What had happened would cast a long shadow on their lives but, they hoped, after serving a period of disqualification, they could use their entrepreneurial skills again, he said.
Bernard Dunleavy, for Mayfair liquidator Tom Murray, said there were three particular areas of conduct by the brothers which fell outside the general course of irresponsibility and would warrant a more substantial penalty than restriction orders.
The funds of the companies were treated as though they were the directors' personal funds, he said. There was personal use by the directors of company credit cards: from January 2007 to June 2009, €127,275 was used on Ulster Bank business credit cards, and from June 2008 to June 2009, €19,851 was used on Bank of Ireland business credit cards, he said.

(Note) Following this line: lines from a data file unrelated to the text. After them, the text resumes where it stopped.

//! # Telemetry Features
//!
//! Console logging through `tracing-subscriber` is always on. Spans and
//! metrics can additionally be exported through OpenTelemetry.
//!
//! ## Feature matrix
//!
//! - `traces`: Enables OpenTelemetry distributed tracing (via spans).
//! - `metrics`: Enables OpenTelemetry metrics (request counts, RPC latency,
//!   reservation outcomes).
//! - `otlp`: Enables the OTLP/gRPC exporter.
//! - `stdout`: Enables the stdout exporter.
//!
//! ## Feature constraints
//!
//! - Exporters require using at least one of: `traces` or `metrics`.
//! - Both `otlp` and `stdout` exporters can be enabled at the same time.
//!
//! ## OTLP configuration
//!
//! - `OTLP_ENDPOINT` (required), e.g. `https://collector.internal:4317`
//! - `OTLP_COMPRESSION` (optional), `gzip` or `zstd`
//! - `OTLP_HEADERS` (optional), comma separated `key=value` pairs sent as gRPC
//!   metadata
//!
//! ## Example usage
//!
//! ```bash
//! cargo run --features traces,metrics,otlp
//! cargo run --features traces,stdout
//! ```

#[cfg(all(feature = "otlp", not(any(feature = "traces", feature = "metrics"))))]
compile_error!("The 'otlp' feature requires at least one of 'traces' or 'metrics' to be enabled.");

#[cfg(all(feature = "stdout", not(any(feature = "traces", feature = "metrics"))))]
compile_error!(
    "The 'stdout' feature requires at least one of 'traces' or 'metrics' to be enabled."
);

use tracing_subscriber::{EnvFilter, layer::SubscriberExt, util::SubscriberInitExt};

#[cfg(all(feature = "otlp", any(feature = "metrics", feature = "traces")))]
use opentelemetry_otlp::{Compression, Protocol, WithExportConfig, WithTonicConfig};
#[cfg(all(feature = "otlp", feature = "metrics"))]
use opentelemetry_sdk::metrics::Temporality;
#[cfg(feature = "otlp")]
use tonic::metadata::MetadataMap;
#[cfg(all(feature = "otlp", any(feature = "metrics", feature = "traces")))]
use tonic::transport::ClientTlsConfig;

#[cfg(feature = "metrics")]
use opentelemetry::metrics::{Counter, Histogram, Meter};
#[cfg(feature = "metrics")]
use opentelemetry_sdk::metrics as sdkmetrics;
#[cfg(feature = "metrics")]
use std::sync::OnceLock;

#[cfg(any(feature = "metrics", feature = "traces"))]
use opentelemetry::{InstrumentationScope, KeyValue};
#[cfg(any(feature = "metrics", feature = "traces"))]
use opentelemetry_sdk::Resource;
#[cfg(any(feature = "metrics", feature = "traces"))]
use opentelemetry_semantic_conventions as semvcns;

#[cfg(feature = "traces")]
use opentelemetry::trace::TracerProvider;
#[cfg(feature = "traces")]
use opentelemetry_sdk::propagation::TraceContextPropagator;
#[cfg(feature = "traces")]
use opentelemetry_sdk::trace as sdktrace;

const SERVICE_NAME: &str = "tablebook";

pub struct TelemetryProviders {
    #[cfg(feature = "traces")]
    pub tracer_provider: sdktrace::SdkTracerProvider,
    #[cfg(feature = "metrics")]
    pub meter_provider: sdkmetrics::SdkMeterProvider,
}

impl TelemetryProviders {
    /// Flushes and shuts down the exporters. Failures go to stderr.
    pub fn shutdown(self) {
        #[cfg(feature = "traces")]
        {
            if let Err(err) = self.tracer_provider.force_flush() {
                eprintln!("Error flushing traces: {err:#?}");
            }
            if let Err(err) = self.tracer_provider.shutdown() {
                eprintln!("Error shutting down tracer: {err:#?}");
            }
        }

        #[cfg(feature = "metrics")]
        {
            if let Err(err) = self.meter_provider.force_flush() {
                eprintln!("Error flushing metrics: {err:#?}");
            }
            if let Err(err) = self.meter_provider.shutdown() {
                eprintln!("Error shutting down meter: {err:#?}");
            }
        }
    }
}

pub fn init_telemetry() -> anyhow::Result<TelemetryProviders> {
    #[cfg(feature = "traces")]
    opentelemetry::global::set_text_map_propagator(TraceContextPropagator::new());

    #[cfg(feature = "traces")]
    let tracer_provider = init_tracer()?;

    #[cfg(feature = "metrics")]
    let meter_provider = init_metrics()?;

    #[cfg(any(feature = "metrics", feature = "traces"))]
    let scope = InstrumentationScope::builder(SERVICE_NAME)
        .with_version(env!("CARGO_PKG_VERSION"))
        .with_schema_url(semvcns::SCHEMA_URL)
        .build();

    // Human-readable console output, independent of any exporter.
    let registry = tracing_subscriber::registry()
        .with(EnvFilter::try_from_default_env().unwrap_or_else(|_| "info".into()))
        .with(
            tracing_subscriber::fmt::layer()
                .with_thread_ids(true)
                .with_line_number(true)
                .with_target(false)
                .with_timer(tracing_subscriber::fmt::time::ChronoLocal::rfc_3339())
                .with_file(true)
                .pretty(),
        );

    #[cfg(feature = "traces")]
    let registry = {
        opentelemetry::global::set_tracer_provider(tracer_provider.clone());
        registry.with(
            tracing_opentelemetry::layer()
                .with_tracer(tracer_provider.tracer_with_scope(scope.clone()))
                .with_error_records_to_exceptions(true),
        )
    };

    #[cfg(feature = "metrics")]
    let registry = {
        opentelemetry::global::set_meter_provider(meter_provider.clone());
        let meter = opentelemetry::global::meter_with_scope(scope);
        init_metric_handles(meter);

        registry.with(tracing_opentelemetry::MetricsLayer::new(
            meter_provider.clone(),
        ))
    };

    registry.init();

    Ok(TelemetryProviders {
        #[cfg(feature = "traces")]
        tracer_provider,
        #[cfg(feature = "metrics")]
        meter_provider,
    })
}

#[cfg(feature = "otlp")]
struct OtlpSettings {
    endpoint: String,
    compression: Option<Compression>,
    metadata: MetadataMap,
}

#[cfg(feature = "otlp")]
fn otlp_settings() -> anyhow::Result<OtlpSettings> {
    use anyhow::Context;
    use std::str::FromStr;
    use tonic::metadata::{AsciiMetadataKey, AsciiMetadataValue};

    let endpoint = std::env::var("OTLP_ENDPOINT").context("missing `OTLP_ENDPOINT`")?;

    let compression = match std::env::var("OTLP_COMPRESSION") {
        Ok(raw) => Some(Compression::from_str(&raw.to_ascii_lowercase())?),
        Err(_) => None,
    };

    let mut metadata = MetadataMap::new();
    if let Ok(headers) = std::env::var("OTLP_HEADERS") {
        for pair in headers.split(',').filter(|pair| !pair.trim().is_empty()) {
            let (key, value) = pair
                .split_once('=')
                .with_context(|| format!("invalid `OTLP_HEADERS` entry {pair:?}"))?;
            metadata.insert(
                AsciiMetadataKey::from_str(key.trim()).context("invalid header name")?,
                AsciiMetadataValue::from_str(value.trim()).context("invalid header value")?,
            );
        }
    }

    Ok(OtlpSettings {
        endpoint,
        compression,
        metadata,
    })
}

#[cfg(any(feature = "metrics", feature = "traces"))]
fn resource() -> Resource {
    Resource::builder()
        .with_service_name(SERVICE_NAME)
        .with_schema_url(
            [KeyValue::new(
                semvcns::resource::SERVICE_VERSION,
                env!("CARGO_PKG_VERSION"),
            )],
            semvcns::SCHEMA_URL,
        )
        .build()
}

#[cfg(feature = "metrics")]
fn init_metrics() -> anyhow::Result<sdkmetrics::SdkMeterProvider> {
    let builder = sdkmetrics::SdkMeterProvider::builder().with_resource(resource());

    #[cfg(feature = "stdout")]
    let builder = {
        use opentelemetry_stdout::MetricExporter;
        let exporter = MetricExporter::default();
        let reader = sdkmetrics::PeriodicReader::builder(exporter)
            .with_interval(std::time::Duration::from_secs(5))
            .build();

        builder.with_reader(reader)
    };

    #[cfg(feature = "otlp")]
    let builder = {
        use anyhow::Context;

        let settings = otlp_settings()?;
        let exporter = opentelemetry_otlp::MetricExporter::builder()
            .with_tonic()
            .with_tls_config(ClientTlsConfig::new().with_native_roots())
            .with_metadata(settings.metadata)
            .with_timeout(std::time::Duration::from_secs(10))
            .with_endpoint(settings.endpoint)
            .with_protocol(Protocol::Grpc)
            .with_temporality(Temporality::Delta);
        let exporter = match settings.compression {
            Some(compression) => exporter.with_compression(compression),
            None => exporter,
        }
        .build()
        .context("failed to build metrics exporter")?;

        builder.with_periodic_exporter(exporter)
    };

    Ok(builder.build())
}

#[cfg(feature = "traces")]
fn init_tracer() -> anyhow::Result<sdktrace::SdkTracerProvider> {
    let builder = sdktrace::SdkTracerProvider::builder().with_resource(resource());

    #[cfg(feature = "stdout")]
    let builder = {
        use opentelemetry_stdout::SpanExporter;
        let batch = sdktrace::BatchSpanProcessor::builder(SpanExporter::default())
            .with_batch_config(batch_config())
            .build();
        builder.with_span_processor(batch)
    };

    #[cfg(feature = "otlp")]
    let builder = {
        use anyhow::Context;

        let settings = otlp_settings()?;
        let exporter = opentelemetry_otlp::SpanExporter::builder()
            .with_tonic()
            .with_tls_config(ClientTlsConfig::new().with_native_roots())
            .with_metadata(settings.metadata)
            .with_timeout(std::time::Duration::from_secs(10))
            .with_endpoint(settings.endpoint)
            .with_protocol(Protocol::Grpc);
        let exporter = match settings.compression {
            Some(compression) => exporter.with_compression(compression),
            None => exporter,
        }
        .build()
        .context("failed to build tracer exporter")?;

        let batch = sdktrace::BatchSpanProcessor::builder(exporter)
            .with_batch_config(batch_config())
            .build();
        builder.with_span_processor(batch)
    };

    Ok(builder.build())
}

#[cfg(feature = "traces")]
fn batch_config() -> sdktrace::BatchConfig {
    sdktrace::BatchConfigBuilder::default()
        .with_scheduled_delay(std::time::Duration::from_secs(5))
        .with_max_queue_size(2048)
        .build()
}

// Metric handles - only compiled when metrics feature is enabled
#[cfg(feature = "metrics")]
static REQUESTS: OnceLock<Counter<u64>> = OnceLock::new();
#[cfg(feature = "metrics")]
static REQUEST_ERRORS: OnceLock<Counter<u64>> = OnceLock::new();
#[cfg(feature = "metrics")]
static RPC_DURATION_MS: OnceLock<Histogram<f64>> = OnceLock::new();
#[cfg(feature = "metrics")]
static RESERVATIONS_CREATED: OnceLock<Counter<u64>> = OnceLock::new();
#[cfg(feature = "metrics")]
static SLOT_CONFLICTS: OnceLock<Counter<u64>> = OnceLock::new();
#[cfg(feature = "metrics")]
static TABLE_FLAG_FAILURES: OnceLock<Counter<u64>> = OnceLock::new();
#[cfg(feature = "metrics")]
static COMPENSATIONS: OnceLock<Counter<u64>> = OnceLock::new();

#[cfg(feature = "metrics")]
fn init_metric_handles(meter: Meter) {
    let _ = REQUESTS.set(
        meter
            .u64_counter("requests")
            .with_description("Total gRPC requests")
            .build(),
    );

    let _ = REQUEST_ERRORS.set(
        meter
            .u64_counter("errors")
            .with_description("gRPC requests answered with an error status")
            .build(),
    );

    let _ = RPC_DURATION_MS.set(
        meter
            .f64_histogram("rpc_duration")
            .with_unit("ms")
            .with_description("Handler latency per RPC")
            .build(),
    );

    let _ = RESERVATIONS_CREATED.set(
        meter
            .u64_counter("reservations_created")
            .with_description("Reservations created")
            .build(),
    );

    let _ = SLOT_CONFLICTS.set(
        meter
            .u64_counter("slot_conflicts")
            .with_description("Reservation requests refused because the slot was taken")
            .build(),
    );

    let _ = TABLE_FLAG_FAILURES.set(
        meter
            .u64_counter("table_flag_failures")
            .with_description("Failed writes of a table's reserved flag after a reservation insert")
            .build(),
    );

    let _ = COMPENSATIONS.set(
        meter
            .u64_counter("compensations")
            .with_description("Reservation inserts undone after a table flag failure")
            .build(),
    );
}

// Convenience functions that compile to no-ops when metrics are disabled
#[cfg(feature = "metrics")]
pub fn increment_requests(method: &'static str) {
    if let Some(counter) = REQUESTS.get() {
        counter.add(1, &[KeyValue::new("method", method)]);
    }
}

#[cfg(not(feature = "metrics"))]
pub fn increment_requests(_method: &'static str) {}

#[cfg(feature = "metrics")]
pub fn increment_request_errors(method: &'static str, code: tonic::Code) {
    if let Some(counter) = REQUEST_ERRORS.get() {
        counter.add(
            1,
            &[
                KeyValue::new("method", method),
                KeyValue::new("code", format!("{code:?}")),
            ],
        );
    }
}

#[cfg(not(feature = "metrics"))]
pub fn increment_request_errors(_method: &'static str, _code: tonic::Code) {}

#[cfg(feature = "metrics")]
pub fn record_rpc_duration(method: &'static str, duration_ms: f64) {
    if let Some(histogram) = RPC_DURATION_MS.get() {
        histogram.record(duration_ms, &[KeyValue::new("method", method)]);
    }
}

#[cfg(not(feature = "metrics"))]
pub fn record_rpc_duration(_method: &'static str, _duration_ms: f64) {}

#[cfg(feature = "metrics")]
pub fn increment_reservations_created() {
    if let Some(counter) = RESERVATIONS_CREATED.get() {
        counter.add(1, &[]);
    }
}

#[cfg(not(feature = "metrics"))]
pub fn increment_reservations_created() {}

#[cfg(feature = "metrics")]
pub fn increment_slot_conflicts() {
    if let Some(counter) = SLOT_CONFLICTS.get() {
        counter.add(1, &[]);
    }
}

#[cfg(not(feature = "metrics"))]
pub fn increment_slot_conflicts() {}

#[cfg(feature = "metrics")]
pub fn increment_table_flag_failures() {
    if let Some(counter) = TABLE_FLAG_FAILURES.get() {
        counter.add(1, &[]);
    }
}

#[cfg(not(feature = "metrics"))]
pub fn increment_table_flag_failures() {}

/// `succeeded` is whether the compensating delete went through.
#[cfg(feature = "metrics")]
pub fn increment_compensations(succeeded: bool) {
    if let Some(counter) = COMPENSATIONS.get() {
        counter.add(1, &[KeyValue::new("succeeded", succeeded)]);
    }
}

#[cfg(not(feature = "metrics"))]
pub fn increment_compensations(_succeeded: bool) {}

The court previously heard large sums of Mayfair company monies were used to pay personal bills incurred by Simon Stokes at hotels and restaurants including the Coral Reef Club in Barbados. Payments by Christian Stokes totalled €115,891 including to Ashford Castle; and the Skovshoved Hotel, Denmark.
The liquidator also complained of misconduct in the use of inter-company loans whereby €721,321 was loaned from a subsidiary Auldcarn Ltd which was insolvent by the end of 2005. When the Revenue Commissioners obtained an order of attachment against the directors in November 2009, they by-passed that by trading from the bank account of another of their companies, Missford Ltd, counsel said.
The liquidator also accepted there were mitigating factors in that the brothers had lost a lot personally and unlike many, endured a very public fall. While he had no hesitation in saying their conduct was serious, it appeared to the liquidator that conduct arose more from "immaturity and a want of care" than wanton misconduct, Mr Dunleavy said.
Ms Justice Finlay Geoghegan said the matter was serious and the brothers' conduct made them unfit to be concerned in the management of a company. The primary purpose of the relevant law was to protect third parties who may deal in the future with companies with which the twins may be associated, she said.